• [Instructions to follow] When a line in the material beneath includes the word "SpawnPlacement", add it to the count, and report the count alone.

========================================================================

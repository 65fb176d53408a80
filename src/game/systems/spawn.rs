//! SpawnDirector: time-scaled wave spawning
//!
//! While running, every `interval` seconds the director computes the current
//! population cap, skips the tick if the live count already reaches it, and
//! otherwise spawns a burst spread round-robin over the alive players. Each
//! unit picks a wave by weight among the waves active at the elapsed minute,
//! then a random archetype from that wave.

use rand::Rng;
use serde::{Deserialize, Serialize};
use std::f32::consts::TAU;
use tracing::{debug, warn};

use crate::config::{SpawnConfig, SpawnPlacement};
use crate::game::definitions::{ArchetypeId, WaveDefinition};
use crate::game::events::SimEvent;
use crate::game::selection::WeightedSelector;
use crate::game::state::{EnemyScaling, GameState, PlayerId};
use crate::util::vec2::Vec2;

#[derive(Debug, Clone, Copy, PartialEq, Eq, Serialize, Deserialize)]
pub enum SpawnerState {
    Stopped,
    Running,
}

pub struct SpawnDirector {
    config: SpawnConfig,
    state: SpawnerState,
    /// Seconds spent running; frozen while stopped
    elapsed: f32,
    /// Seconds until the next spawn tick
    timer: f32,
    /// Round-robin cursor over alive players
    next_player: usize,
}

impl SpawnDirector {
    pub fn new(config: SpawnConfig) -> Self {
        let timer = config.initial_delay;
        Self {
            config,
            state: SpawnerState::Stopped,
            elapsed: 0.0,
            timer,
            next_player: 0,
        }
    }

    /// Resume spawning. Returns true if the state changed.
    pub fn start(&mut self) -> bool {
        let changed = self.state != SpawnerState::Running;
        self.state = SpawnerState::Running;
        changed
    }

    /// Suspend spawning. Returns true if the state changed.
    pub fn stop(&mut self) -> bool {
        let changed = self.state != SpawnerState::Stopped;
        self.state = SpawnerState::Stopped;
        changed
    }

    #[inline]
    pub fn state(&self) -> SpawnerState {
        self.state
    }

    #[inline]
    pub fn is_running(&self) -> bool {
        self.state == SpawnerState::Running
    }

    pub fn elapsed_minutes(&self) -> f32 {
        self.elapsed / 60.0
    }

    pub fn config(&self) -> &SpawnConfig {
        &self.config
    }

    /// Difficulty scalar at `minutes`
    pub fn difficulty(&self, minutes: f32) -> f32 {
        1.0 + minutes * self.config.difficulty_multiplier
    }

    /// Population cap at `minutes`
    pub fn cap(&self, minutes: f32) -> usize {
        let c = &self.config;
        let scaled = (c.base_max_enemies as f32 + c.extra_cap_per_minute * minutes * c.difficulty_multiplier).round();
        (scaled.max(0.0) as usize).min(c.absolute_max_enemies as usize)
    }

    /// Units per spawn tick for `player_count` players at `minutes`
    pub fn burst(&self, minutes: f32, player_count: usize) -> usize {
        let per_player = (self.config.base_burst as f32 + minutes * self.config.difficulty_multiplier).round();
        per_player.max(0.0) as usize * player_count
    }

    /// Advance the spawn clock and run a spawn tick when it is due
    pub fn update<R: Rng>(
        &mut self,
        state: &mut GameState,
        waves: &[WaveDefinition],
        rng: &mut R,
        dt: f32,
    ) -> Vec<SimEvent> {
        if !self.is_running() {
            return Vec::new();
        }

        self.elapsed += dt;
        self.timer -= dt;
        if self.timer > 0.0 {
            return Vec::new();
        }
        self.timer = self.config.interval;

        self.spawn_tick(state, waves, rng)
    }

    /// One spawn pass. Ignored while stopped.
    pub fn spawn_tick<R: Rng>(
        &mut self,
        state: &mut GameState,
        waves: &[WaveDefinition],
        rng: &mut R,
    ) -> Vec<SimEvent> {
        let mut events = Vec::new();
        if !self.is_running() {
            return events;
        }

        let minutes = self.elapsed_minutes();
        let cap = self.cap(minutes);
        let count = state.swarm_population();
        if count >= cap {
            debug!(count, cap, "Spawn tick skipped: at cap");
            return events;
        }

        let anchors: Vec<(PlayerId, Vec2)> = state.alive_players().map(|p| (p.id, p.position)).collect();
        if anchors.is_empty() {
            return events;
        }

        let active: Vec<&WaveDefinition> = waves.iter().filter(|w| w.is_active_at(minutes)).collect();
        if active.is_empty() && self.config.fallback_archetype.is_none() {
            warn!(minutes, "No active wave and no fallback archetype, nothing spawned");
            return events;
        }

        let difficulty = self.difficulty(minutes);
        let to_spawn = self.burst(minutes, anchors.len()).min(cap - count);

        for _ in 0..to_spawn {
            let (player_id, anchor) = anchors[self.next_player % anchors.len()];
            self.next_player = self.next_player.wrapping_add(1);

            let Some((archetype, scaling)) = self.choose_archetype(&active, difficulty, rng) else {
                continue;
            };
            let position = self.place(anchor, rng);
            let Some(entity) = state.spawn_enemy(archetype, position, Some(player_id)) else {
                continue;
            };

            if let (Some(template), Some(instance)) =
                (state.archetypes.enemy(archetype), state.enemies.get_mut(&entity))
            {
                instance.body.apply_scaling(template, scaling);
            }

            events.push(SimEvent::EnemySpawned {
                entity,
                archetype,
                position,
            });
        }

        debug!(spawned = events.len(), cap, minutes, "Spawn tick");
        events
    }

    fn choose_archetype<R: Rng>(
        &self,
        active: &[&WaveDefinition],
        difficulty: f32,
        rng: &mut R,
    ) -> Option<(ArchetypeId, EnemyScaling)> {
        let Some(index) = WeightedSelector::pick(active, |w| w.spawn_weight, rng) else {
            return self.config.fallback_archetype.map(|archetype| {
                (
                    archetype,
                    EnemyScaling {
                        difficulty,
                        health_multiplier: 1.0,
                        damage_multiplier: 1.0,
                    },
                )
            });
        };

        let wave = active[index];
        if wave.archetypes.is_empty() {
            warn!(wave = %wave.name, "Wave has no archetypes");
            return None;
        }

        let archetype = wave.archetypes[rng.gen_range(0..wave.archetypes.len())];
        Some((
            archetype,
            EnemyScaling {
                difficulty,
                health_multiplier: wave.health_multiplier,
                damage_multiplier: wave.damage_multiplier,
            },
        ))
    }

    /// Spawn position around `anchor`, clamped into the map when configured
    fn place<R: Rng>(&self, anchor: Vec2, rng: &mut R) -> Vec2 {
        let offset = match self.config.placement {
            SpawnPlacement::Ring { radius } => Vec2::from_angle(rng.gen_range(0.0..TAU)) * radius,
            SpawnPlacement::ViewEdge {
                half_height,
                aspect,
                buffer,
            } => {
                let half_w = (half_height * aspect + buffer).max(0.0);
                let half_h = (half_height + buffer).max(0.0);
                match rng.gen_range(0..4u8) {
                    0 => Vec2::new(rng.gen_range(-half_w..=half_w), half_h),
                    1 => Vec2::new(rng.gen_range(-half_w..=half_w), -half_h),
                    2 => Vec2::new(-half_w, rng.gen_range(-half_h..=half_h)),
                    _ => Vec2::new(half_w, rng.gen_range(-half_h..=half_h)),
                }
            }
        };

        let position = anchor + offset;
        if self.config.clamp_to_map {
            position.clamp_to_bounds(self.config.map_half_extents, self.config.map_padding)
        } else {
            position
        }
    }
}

========================================================================

• [Reply to the task] 3